Four inputs, one output, no frills.
Think Lattice iCE40, Altera Cyclone IV, or even the NanoXplore NG-Ultra.

### Why does the "conventional" LUT have four inputs?

A LUT-K is internally a small memory of 2^K bits, where the K address lines are the address lines for the read port.
That means that increasing K by one roughly doubles the physical size of the LUT.

One can think of the maximum frequency of a design as the sum of:
- logic delay, determined by how fast a LUT is.
- routing delay, determined by how many LUTs are in the critical path.

Increasing the number of inputs to a LUT increases logic delay, because of the number of muxes the LUT inputs have to go through.
However, increasing the number of inputs to a LUT decreases routing delay, because fewer LUTs are required for the critical path.

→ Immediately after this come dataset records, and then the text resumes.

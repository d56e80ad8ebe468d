//! Streaming driver: one pass over a byte stream, rows to `out`, raw bad lines to `rejects`.

use crate::normalizer::{ParseFailure, RecordNormalizer};
use anyhow::{Context, Result};
use serde::{Deserialize, Serialize};
use std::io::{BufRead, Write};

/// Outcome counters for one stream (or a merged set of streams).
#[derive(Clone, Copy, Debug, Default, PartialEq, Eq, Serialize, Deserialize)]
pub struct StreamStats {
    pub lines: u64,
    pub emitted: u64,
    pub rejected: u64,
    pub invalid_usernames: u64,
    pub invalid_utf8: u64,
    pub input_bytes: u64, // decompressed bytes consumed
}

impl StreamStats {
    pub fn merge(&mut self, other: &StreamStats) {
        self.lines += other.lines;
        self.emitted += other.emitted;
        self.rejected += other.rejected;
        self.invalid_usernames += other.invalid_usernames;
        self.invalid_utf8 += other.invalid_utf8;
        self.input_bytes += other.input_bytes;
    }
}

/// Normalize every line of `reader`.
///
/// Lines are split on `\n`; a final line without a terminator is still processed.
/// Rejected lines are copied to `rejects` byte-for-byte, terminator included.
/// `on_line` is called after each line with the raw line length, for progress.
/// Any I/O error is returned; parse failures never are.
pub fn normalize_stream<R, W, E>(
    normalizer: &RecordNormalizer,
    reader: &mut R,
    out: &mut W,
    rejects: &mut E,
    mut on_line: impl FnMut(u64),
) -> Result<StreamStats>
where
    R: BufRead + ?Sized,
    W: Write + ?Sized,
    E: Write + ?Sized,
{
    let mut stats = StreamStats::default();
    let mut buf: Vec<u8> = Vec::with_capacity(1024);
    loop {
        buf.clear();
        let n = reader.read_until(b'\n', &mut buf).context("read input line")?;
        if n == 0 {
            break;
        }
        stats.lines += 1;
        stats.input_bytes += n as u64;

        match normalizer.normalize_bytes(&buf) {
            Ok(row) => {
                if !row.valid_username {
                    stats.invalid_usernames += 1;
                }
                row.write_line(out).context("write normalized row")?;
                stats.emitted += 1;
            }
            Err(failure) => {
                if failure == ParseFailure::InvalidUtf8 {
                    stats.invalid_utf8 += 1;
                }
                rejects.write_all(&buf).context("write rejected line")?;
                stats.rejected += 1;
            }
        }
        on_line(n as u64);
    }
    out.flush().context("flush normalized output")?;
    rejects.flush().context("flush rejects")?;
    Ok(stats)
}
use crate::progress::make_count_progress;
use crate::zstd_io::{is_zst, quick_validate_zst, validate_zst_full};
use parking_lot::Mutex;
use rayon::prelude::*;
use std::path::{Path, PathBuf};

/// Mode for integrity checks of compressed dumps.
#[derive(Clone, Copy, Debug, PartialEq, Eq)]
pub enum IntegrityMode {
    /// Decode only the first `sample_bytes` (decompressed) per file.
    /// Fast and catches early corruption; cannot detect late/trailing corruption.
    Quick { sample_bytes: u64 },
    /// Decode entire stream; slowest but most thorough (validates checksums).
    Full,
}

impl IntegrityMode {
    pub const DEFAULT_QUICK: IntegrityMode = IntegrityMode::Quick { sample_bytes: 64 * 1024 * 1024 };

    fn label(&self) -> &'static str {
        match self {
            IntegrityMode::Quick { .. } => "Integrity (quick)",
            IntegrityMode::Full => "Integrity (full)",
        }
    }
}

/// Check one file. Plain (non-`.zst`) files have nothing to decode and always pass.
pub fn check_file(path: &Path, mode: IntegrityMode) -> anyhow::Result<()> {
    if !is_zst(path) {
        return Ok(());
    }
    match mode {
        IntegrityMode::Quick { sample_bytes } => quick_validate_zst(path, sample_bytes),
        IntegrityMode::Full => validate_zst_full(path),
    }
}

/// Check every file, at most `concurrency` at a time. Returns `(path, error)` for each
/// failure, in input order.
pub fn check_files(files: &[PathBuf], mode: IntegrityMode, concurrency: usize, progress: bool) -> Vec<(PathBuf, String)> {
    let pb = if progress { Some(make_count_progress(files.len() as u64, mode.label())) } else { None };
    let errors = Mutex::new(Vec::<(usize, PathBuf, String)>::new());

    let run = |idx: usize, path: &PathBuf| {
        if let Err(e) = check_file(path, mode) {
            tracing::warn!("integrity check failed for {}: {:#}", path.display(), e);
            errors.lock().push((idx, path.clone(), format!("{:#}", e)));
        }
        if let Some(pb) = &pb { pb.inc(1); }
    };

    let limit = concurrency.max(1);
    if limit <= 1 {
        for (idx, path) in files.iter().enumerate() {
            run(idx, path);
        }
    } else {
        let indexed: Vec<(usize, &PathBuf)> = files.iter().enumerate().collect();
        for chunk in indexed.chunks(limit) {
            chunk.par_iter().for_each(|(idx, path)| run(*idx, *path));
        }
    }

    if let Some(pb) = pb {
        pb.finish_with_message("done");
    }
    let mut errs = errors.into_inner();
    errs.sort_by_key(|(idx, _, _)| *idx);
    errs.into_iter().map(|(_, p, e)| (p, e)).collect()
}
use thiserror::Error;

#[derive(Error, Debug)]
pub enum ConversionError {
    #[error("Failed to read input file: {0}")]
    InputReadError(String),
    
    #[error("Failed to write output file: {0}")]
    OutputWriteError(String),
    
    #[error("Failed to decode mosaic image: {0}")]
    DecodeError(String),
    
    #[error("Failed to encode TIFF image: {0}")]
    EncodeError(String),
    
    #[error("Invalid image dimensions: width={0}, height={1}")]
    InvalidDimensions(usize, usize),

    #[error("Pixel buffer holds {got} samples, expected {expected}")]
    BufferSizeMismatch { expected: usize, got: usize },

    #[error("Unsupported number of channels: {0} (expected 1 or 3)")]
    InvalidChannelCount(usize),
    
    #[error("Unsupported format: {0}")]
    UnsupportedFormat(String),

    #[error("CFA2RGB cannot be executed on complex images")]
    ComplexSample,

    #[error("Cannot process a {width}x{height} mosaic: no complete 2x2 Bayer cell")]
    DegenerateDimensions { width: usize, height: usize },

    #[error("Invalid Bayer pattern: {0}")]
    InvalidPattern(String),

    #[error("Operation aborted")]
    Aborted,
    
    #[error("IO error: {0}")]
    IoError(#[from] std::io::Error),
}

pub type Result<T> = std::result::Result<T, ConversionError>;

It's also important to consider that one cannot always fill a LUT; a design might not have enough terms between flops to fill very large LUTs, or the LUT mapper maps the design inefficiently.

### Some experiments

> I'm going to use my [chess move generator](https://github.com/Ravenslofty/tt07-chess) to provide numbers, as being a heavily-combinational design without RAMs, it's probably maximally illustrative of the differences between LUT sizes.
> My Yosys command line here is `yosys -p "synth -lut K -abc9 -flatten; stat -width; ltp -noff" *.sv`.
> I modified `synth` to remove the `-fast` flag from the abc call, because I think that provides more realistic numbers.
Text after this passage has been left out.